[Opening Dataset entries section]

//! Test doubles shared by the tool tests.

use rmcp::model::{CallToolResult, RawContent};
use std::sync::{Arc, Mutex};
use std::time::Duration;

use super::ToolServices;
use crate::domains::kusto::{KustoError, QueryExecutor, QueryPolicy, QueryResult, QueryText};
use crate::domains::words::Vocabulary;

/// Executor that records every query and answers from a closure.
pub struct FakeExecutor {
    pub queries: Mutex<Vec<String>>,
    respond: Box<dyn Fn(&str) -> Result<QueryResult, KustoError> + Send + Sync>,
    delay: Duration,
}

impl FakeExecutor {
    pub fn new(
        respond: impl Fn(&str) -> Result<QueryResult, KustoError> + Send + Sync + 'static,
    ) -> Self {
        Self {
            queries: Mutex::new(Vec::new()),
            respond: Box::new(respond),
            delay: Duration::ZERO,
        }
    }

    /// Answer every query with one row `{"query": <text>}`.
    pub fn echoing() -> Self {
        Self::new(|query| {
            let mut row = serde_json::Map::new();
            row.insert("query".to_string(), query.into());
            Ok(QueryResult {
                columns: vec!["query".to_string()],
                rows: vec![row],
            })
        })
    }

    pub fn with_delay(mut self, delay: Duration) -> Self {
        self.delay = delay;
        self
    }

    pub fn recorded(&self) -> Vec<String> {
        self.queries.lock().unwrap().clone()
    }
}

impl QueryExecutor for FakeExecutor {
    fn execute(&self, query: &QueryText) -> Result<QueryResult, KustoError> {
        self.queries.lock().unwrap().push(query.as_str().to_string());
        if !self.delay.is_zero() {
            std::thread::sleep(self.delay);
        }
        (self.respond)(query.as_str())
    }
}

pub fn services_with(executor: Arc<FakeExecutor>, policy: QueryPolicy) -> ToolServices {
    ToolServices::new(
        Vocabulary::from_words(["listen", "silent", "list", "tin", "net"]),
        executor,
        policy,
    )
}

/// Text of the first content item.
pub fn text_of(result: &CallToolResult) -> String {
    match &result.content[0].raw {
        RawContent::Text(text) => text.text.clone(),
        _ => panic!("Expected text content"),
    }
}

pub fn is_error(result: &CallToolResult) -> bool {
    result.is_error.unwrap_or(false)
}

[Closing Dataset entries section]

» **Directions for this task**
With nothing left out, print the data above exactly.

» **Exercise result**
//! Test doubles shared by the tool tests.

use rmcp::model::{CallToolResult, RawContent};
use std::sync::{Arc, Mutex};
use std::time::Duration;

use super::ToolServices;
use crate::domains::kusto::{KustoError, QueryExecutor, QueryPolicy, QueryResult, QueryText};
use crate::domains::words::Vocabulary;

/// Executor that records every query and answers from a closure.
pub struct FakeExecutor {
    pub queries: Mutex<Vec<String>>,
    respond: Box<dyn Fn(&str) -> Result<QueryResult, KustoError> + Send + Sync>,
    delay: Duration,
}

impl FakeExecutor {
    pub fn new(
        respond: impl Fn(&str) -> Result<QueryResult, KustoError> + Send + Sync + 'static,
    ) -> Self {
        Self {
            queries: Mutex::new(Vec::new()),
            respond: Box::new(respond),
            delay: Duration::ZERO,
        }
    }

    /// Answer every query with one row `{"query": <text>}`.
    pub fn echoing() -> Self {
        Self::new(|query| {
            let mut row = serde_json::Map::new();
            row.insert("query".to_string(), query.into());
            Ok(QueryResult {
                columns: vec!["query".to_string()],
                rows: vec![row],
            })
        })
    }

    pub fn with_delay(mut self, delay: Duration) -> Self {
        self.delay = delay;
        self
    }

    pub fn recorded(&self) -> Vec<String> {
        self.queries.lock().unwrap().clone()
    }
}

impl QueryExecutor for FakeExecutor {
    fn execute(&self, query: &QueryText) -> Result<QueryResult, KustoError> {
        self.queries.lock().unwrap().push(query.as_str().to_string());
        if !self.delay.is_zero() {
            std::thread::sleep(self.delay);
        }
        (self.respond)(query.as_str())
    }
}

pub fn services_with(executor: Arc<FakeExecutor>, policy: QueryPolicy) -> ToolServices {
    ToolServices::new(
        Vocabulary::from_words(["listen", "silent", "list", "tin", "net"]),
        executor,
        policy,
    )
}

/// Text of the first content item.
pub fn text_of(result: &CallToolResult) -> String {
    match &result.content[0].raw {
        RawContent::Text(text) => text.text.clone(),
        _ => panic!("Expected text content"),
    }
}

pub fn is_error(result: &CallToolResult) -> bool {
    result.is_error.unwrap_or(false)
}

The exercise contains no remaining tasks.